**Prompt**
Of the lines below, report only those that contain "main".

**Records provided**
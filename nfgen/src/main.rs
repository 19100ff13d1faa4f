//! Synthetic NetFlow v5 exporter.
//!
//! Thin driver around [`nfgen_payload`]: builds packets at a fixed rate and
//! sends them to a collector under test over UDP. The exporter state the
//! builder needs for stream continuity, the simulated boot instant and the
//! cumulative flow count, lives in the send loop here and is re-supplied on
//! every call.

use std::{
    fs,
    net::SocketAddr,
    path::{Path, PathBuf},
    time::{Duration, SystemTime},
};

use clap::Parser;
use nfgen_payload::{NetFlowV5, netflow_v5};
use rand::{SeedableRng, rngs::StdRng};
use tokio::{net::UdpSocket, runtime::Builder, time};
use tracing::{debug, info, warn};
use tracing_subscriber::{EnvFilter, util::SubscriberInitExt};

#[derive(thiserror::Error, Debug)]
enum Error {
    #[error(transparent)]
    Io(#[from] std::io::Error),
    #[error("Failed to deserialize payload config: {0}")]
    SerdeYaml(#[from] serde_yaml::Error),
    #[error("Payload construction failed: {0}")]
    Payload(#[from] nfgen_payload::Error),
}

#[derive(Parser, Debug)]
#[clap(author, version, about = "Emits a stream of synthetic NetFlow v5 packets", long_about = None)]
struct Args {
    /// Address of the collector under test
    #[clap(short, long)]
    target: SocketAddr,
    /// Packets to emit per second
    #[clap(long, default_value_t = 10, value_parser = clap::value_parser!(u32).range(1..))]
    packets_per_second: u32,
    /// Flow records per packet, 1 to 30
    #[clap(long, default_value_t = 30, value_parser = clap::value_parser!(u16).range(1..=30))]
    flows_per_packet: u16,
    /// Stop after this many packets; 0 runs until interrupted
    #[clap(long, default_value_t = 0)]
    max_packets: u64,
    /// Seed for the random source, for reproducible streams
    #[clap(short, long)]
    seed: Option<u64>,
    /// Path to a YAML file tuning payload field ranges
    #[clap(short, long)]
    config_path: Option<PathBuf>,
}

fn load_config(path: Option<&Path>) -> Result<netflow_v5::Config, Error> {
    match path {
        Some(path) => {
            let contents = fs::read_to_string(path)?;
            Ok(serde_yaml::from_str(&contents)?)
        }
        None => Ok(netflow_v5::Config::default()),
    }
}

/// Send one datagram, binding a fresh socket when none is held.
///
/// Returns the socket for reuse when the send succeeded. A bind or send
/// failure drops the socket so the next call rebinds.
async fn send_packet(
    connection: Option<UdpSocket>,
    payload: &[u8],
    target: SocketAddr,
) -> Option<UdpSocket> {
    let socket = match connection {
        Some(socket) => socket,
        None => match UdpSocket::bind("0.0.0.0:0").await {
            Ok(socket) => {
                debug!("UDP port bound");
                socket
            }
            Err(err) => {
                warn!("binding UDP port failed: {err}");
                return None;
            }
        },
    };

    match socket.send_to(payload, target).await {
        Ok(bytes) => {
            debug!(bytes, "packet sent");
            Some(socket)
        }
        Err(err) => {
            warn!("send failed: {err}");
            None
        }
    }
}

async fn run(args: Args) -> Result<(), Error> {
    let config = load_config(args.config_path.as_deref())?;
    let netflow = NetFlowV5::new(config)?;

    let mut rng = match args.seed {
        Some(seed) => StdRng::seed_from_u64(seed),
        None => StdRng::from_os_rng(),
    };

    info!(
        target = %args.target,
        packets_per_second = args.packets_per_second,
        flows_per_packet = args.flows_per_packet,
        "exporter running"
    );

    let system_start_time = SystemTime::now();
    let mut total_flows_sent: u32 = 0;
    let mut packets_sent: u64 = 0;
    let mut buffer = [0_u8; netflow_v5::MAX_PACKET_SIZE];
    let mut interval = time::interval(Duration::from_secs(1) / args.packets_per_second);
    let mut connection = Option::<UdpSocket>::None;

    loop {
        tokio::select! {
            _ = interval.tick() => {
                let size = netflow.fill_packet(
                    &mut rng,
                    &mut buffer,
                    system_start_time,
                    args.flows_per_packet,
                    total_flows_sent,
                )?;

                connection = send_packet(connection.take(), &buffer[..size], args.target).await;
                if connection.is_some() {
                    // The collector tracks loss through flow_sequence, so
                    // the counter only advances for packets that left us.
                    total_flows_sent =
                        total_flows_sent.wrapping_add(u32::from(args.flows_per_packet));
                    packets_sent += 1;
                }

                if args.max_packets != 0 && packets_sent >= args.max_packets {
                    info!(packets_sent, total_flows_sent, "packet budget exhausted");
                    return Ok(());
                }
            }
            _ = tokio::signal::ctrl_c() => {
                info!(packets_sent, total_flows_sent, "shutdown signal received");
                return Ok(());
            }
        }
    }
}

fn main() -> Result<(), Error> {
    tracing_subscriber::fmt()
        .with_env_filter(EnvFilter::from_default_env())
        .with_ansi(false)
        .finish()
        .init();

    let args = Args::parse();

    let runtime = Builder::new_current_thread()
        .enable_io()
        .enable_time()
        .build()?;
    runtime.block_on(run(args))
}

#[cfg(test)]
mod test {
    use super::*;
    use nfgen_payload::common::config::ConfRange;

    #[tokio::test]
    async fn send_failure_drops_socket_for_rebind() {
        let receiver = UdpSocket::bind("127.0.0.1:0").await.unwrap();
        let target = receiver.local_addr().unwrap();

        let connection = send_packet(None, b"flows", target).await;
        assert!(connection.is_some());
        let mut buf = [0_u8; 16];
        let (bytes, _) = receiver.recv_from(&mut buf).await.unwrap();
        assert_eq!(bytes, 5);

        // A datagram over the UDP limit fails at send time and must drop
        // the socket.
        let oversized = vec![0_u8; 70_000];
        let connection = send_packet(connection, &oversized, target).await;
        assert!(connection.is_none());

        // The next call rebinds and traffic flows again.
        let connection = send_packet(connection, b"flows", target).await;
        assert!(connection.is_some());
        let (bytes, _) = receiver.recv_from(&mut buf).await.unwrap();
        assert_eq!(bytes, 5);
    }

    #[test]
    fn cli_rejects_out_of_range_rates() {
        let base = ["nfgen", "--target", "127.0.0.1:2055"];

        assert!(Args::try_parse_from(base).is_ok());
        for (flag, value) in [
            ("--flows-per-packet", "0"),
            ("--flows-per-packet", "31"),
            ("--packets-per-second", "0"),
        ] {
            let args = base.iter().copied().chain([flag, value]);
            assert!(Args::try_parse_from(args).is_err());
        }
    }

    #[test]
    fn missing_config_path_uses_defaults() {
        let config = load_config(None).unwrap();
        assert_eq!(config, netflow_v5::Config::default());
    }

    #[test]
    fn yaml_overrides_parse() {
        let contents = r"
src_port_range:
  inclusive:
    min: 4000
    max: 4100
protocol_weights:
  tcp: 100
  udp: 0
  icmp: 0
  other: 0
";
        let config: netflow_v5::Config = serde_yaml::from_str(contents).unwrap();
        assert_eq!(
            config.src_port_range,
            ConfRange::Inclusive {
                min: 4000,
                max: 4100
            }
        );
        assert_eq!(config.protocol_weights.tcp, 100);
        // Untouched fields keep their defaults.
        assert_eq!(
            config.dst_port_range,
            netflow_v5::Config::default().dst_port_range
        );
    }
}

--

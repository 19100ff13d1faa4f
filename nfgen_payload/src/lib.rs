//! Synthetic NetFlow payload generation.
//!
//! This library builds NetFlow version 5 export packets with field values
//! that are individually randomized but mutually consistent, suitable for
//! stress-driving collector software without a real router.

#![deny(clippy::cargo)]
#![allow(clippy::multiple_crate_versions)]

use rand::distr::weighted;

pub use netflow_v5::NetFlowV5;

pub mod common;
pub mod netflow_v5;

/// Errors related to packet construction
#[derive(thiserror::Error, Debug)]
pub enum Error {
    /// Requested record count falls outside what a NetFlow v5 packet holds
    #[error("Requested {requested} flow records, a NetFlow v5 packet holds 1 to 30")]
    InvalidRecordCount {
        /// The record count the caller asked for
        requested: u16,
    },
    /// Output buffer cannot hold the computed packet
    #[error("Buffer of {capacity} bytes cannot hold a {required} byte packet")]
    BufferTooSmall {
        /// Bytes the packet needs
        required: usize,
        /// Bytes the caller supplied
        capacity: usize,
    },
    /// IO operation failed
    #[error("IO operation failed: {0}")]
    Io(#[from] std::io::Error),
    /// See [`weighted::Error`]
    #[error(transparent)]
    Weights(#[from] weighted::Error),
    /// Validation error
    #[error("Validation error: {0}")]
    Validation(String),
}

**Response to the exercise**
filename nfgen/src/main.rs
fn main() -> Result<(), Error> {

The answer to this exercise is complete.